When the British government wanted to test the resiliency of its financial institutions, it commissioned "an afternoon from hell". The buildup started on a Monday morning last November. First, there was a failure in the clearing systems used to transfer money between banks after routine systems maintenance. Then, terrorists staged a series of bomb attacks around Britain, causing hundreds of casualties in London and considerable damage to major financial centres. Around the same time, malicious hackers tried their best to break into the banks' systems.
All in all, 'twas was a bad day. The disaster recovery simulation was organized by the Tripartite Authorities, a group comprising the Financial Services Authority, the UK Treasury Department and the Bank of England.
Monitors from KPMG, the consultancy that created the scenario, watched from 14 sites around London as 80 companies and more than 3000 participants worked to keep their staffs safe and their operations running.
The goal was to create a situation that appeared realistic, to show how the police and other government agencies would react, says Rick Cudworth, a KPMG partner who heads Business Continuity Services. So actors on a closed-circuit TV channel broadcast "news". A secure Web site presented crisis updates for participants to monitor developments, says Rob McIvor, head of media relations for the Financial Services Authority.
For HSBC Bank and others in the Canary Wharf financial district, the scenario included a special wrinkle: Dangerous hazards prompted police to prohibit access to the area. This prevented HSBC employees from accessing the bank's contingency site, says Neil Brazil, press officer for the bank. After the exercise, the bank began to work with police to refine emergency plans, he says. Brazil says HSBC weathered the scenario "without any of our customers experiencing any problems".
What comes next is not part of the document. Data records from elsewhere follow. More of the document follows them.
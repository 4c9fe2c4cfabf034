//! Floating preview of the dragged node.

use notetree_core::{NodeKey, NodeKind};

use crate::geometry::Point;
use crate::payload::DragPayload;
use crate::zone::DropTarget;

/// What to draw under the pointer while dragging.
///
/// Built from the gesture alone, so it stays valid while the original row is
/// hidden from the tree.
#[derive(Debug, Clone, PartialEq)]
pub struct DragPreview {
    pub key: NodeKey,
    pub kind: NodeKind,
    pub name: String,
    /// The hovered target, i.e. where the node would land.
    pub parent_key: Option<NodeKey>,
    pub over: Option<DropTarget>,
    /// Releasing now would move the node.
    pub droppable: bool,
    /// Pointer travel since the gesture started.
    pub offset: Point,
}

impl DragPreview {
    pub(crate) fn new(
        payload: &DragPayload,
        origin: Point,
        pointer: Point,
        over: Option<&DropTarget>,
    ) -> Self {
        let parent_key = over.and_then(DropTarget::parent_key).cloned();
        let droppable = over.is_some() && parent_key.as_ref() != payload.parent_key();
        Self {
            key: payload.key().clone(),
            kind: payload.kind(),
            name: payload.name().to_string(),
            parent_key,
            over: over.cloned(),
            droppable,
            offset: pointer.offset_from(origin),
        }
    }
}
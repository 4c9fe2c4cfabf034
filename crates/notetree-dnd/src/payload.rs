//! Data carried by an active drag gesture.

use compact_str::CompactString;
use serde::{Deserialize, Serialize};

use notetree_core::{Node, NodeKey, NodeKind};

/// What is being dragged, captured when the gesture starts.
#[derive(Debug, Clone, PartialEq, Eq, Serialize, Deserialize)]
#[serde(tag = "kind", rename_all = "lowercase", rename_all_fields = "camelCase")]
pub enum DragPayload {
    Note {
        key: NodeKey,
        parent_key: Option<NodeKey>,
        name: CompactString,
    },
    Directory {
        key: NodeKey,
        parent_key: Option<NodeKey>,
        name: CompactString,
    },
}

impl DragPayload {
    /// Snapshot a node as a payload.
    pub fn from_node(node: &Node) -> Self {
        let key = node.key().clone();
        let parent_key = node.parent_key().cloned();
        let name = CompactString::from(node.name());
        match node.kind() {
            NodeKind::Note => Self::Note {
                key,
                parent_key,
                name,
            },
            NodeKind::Directory => Self::Directory {
                key,
                parent_key,
                name,
            },
        }
    }

    pub fn key(&self) -> &NodeKey {
        match self {
            Self::Note { key, .. } | Self::Directory { key, .. } => key,
        }
    }

    /// Parent at the time the gesture started.
    pub fn parent_key(&self) -> Option<&NodeKey> {
        match self {
            Self::Note { parent_key, .. } | Self::Directory { parent_key, .. } => {
                parent_key.as_ref()
            }
        }
    }

    pub fn name(&self) -> &str {
        match self {
            Self::Note { name, .. } | Self::Directory { name, .. } => name.as_str(),
        }
    }

    pub fn kind(&self) -> NodeKind {
        match self {
            Self::Note { .. } => NodeKind::Note,
            Self::Directory { .. } => NodeKind::Directory,
        }
    }
}
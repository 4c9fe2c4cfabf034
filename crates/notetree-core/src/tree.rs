//! Key-indexed arena holding the note tree.

use compact_str::CompactString;
use indexmap::IndexMap;

use crate::error::TreeError;
use crate::node::{Node, NodeKey, TreeNode};

/// Where a node sat before it was moved or removed.
#[derive(Debug, Clone, PartialEq, Eq)]
pub struct Location {
    /// Parent directory, `None` for the root sequence.
    pub parent: Option<NodeKey>,
    /// Index among the parent's children.
    pub index: usize,
}

/// A subtree detached from the tree by [`NoteTree::remove`].
#[derive(Debug, Clone, PartialEq, Eq)]
pub struct Detached {
    /// The removed node with its descendants nested inside.
    pub node: TreeNode,
    /// Where it used to be.
    pub location: Location,
}

impl Detached {
    /// Iterate over every key in the detached subtree.
    pub fn keys(&self) -> impl Iterator<Item = &NodeKey> {
        let mut stack = vec![&self.node];
        std::iter::from_fn(move || {
            let node = stack.pop()?;
            stack.extend(node.children.iter());
            Some(&node.key)
        })
    }
}

/// Arena of notes and directories with an ordered root sequence.
///
/// Nodes are indexed by key; parent and children are stored as key
/// references. All traversals use explicit stacks, so depth is unbounded.
#[derive(Debug, Clone, Default, PartialEq, Eq)]
pub struct NoteTree {
    nodes: IndexMap<NodeKey, Node>,
    roots: Vec<NodeKey>,
}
This was the second year that such an exercise has been held in London, with approximately 45 more companies participating than in 2004. It is one of several initiatives by the Tripartite Authorities to bolster the finance industry's contingency plans - begun before terrorists struck London's subway and bus system last July. A report on November's exercise, with recommendations for businesses, is set to be released by early March, McIvor says.
If a report released by the Tripartite group in December is any indication, there will be many lessons. That survey, called the "Resilience Benchmarking Project", asked about 60 financial companies 1000 questions and generated reports to show how businesses compared with their peers. Several participants described these questions "as a wake-up call in terms of improving business continuity teams' understanding of their firms' critical business functions", the report said.
McIvor says "Resilience Benchmarking" is prompting companies to examine plans for allowing staff to work at home in the case of an emergency, or plan for transporting workers from London to an alternative site to continue business operations. Also, firms need to focus on staff. "We were quite surprised by the small proportion of firms that had immediate access to next-of-kin data," McIvor says. He added that more companies are setting up multiple operations.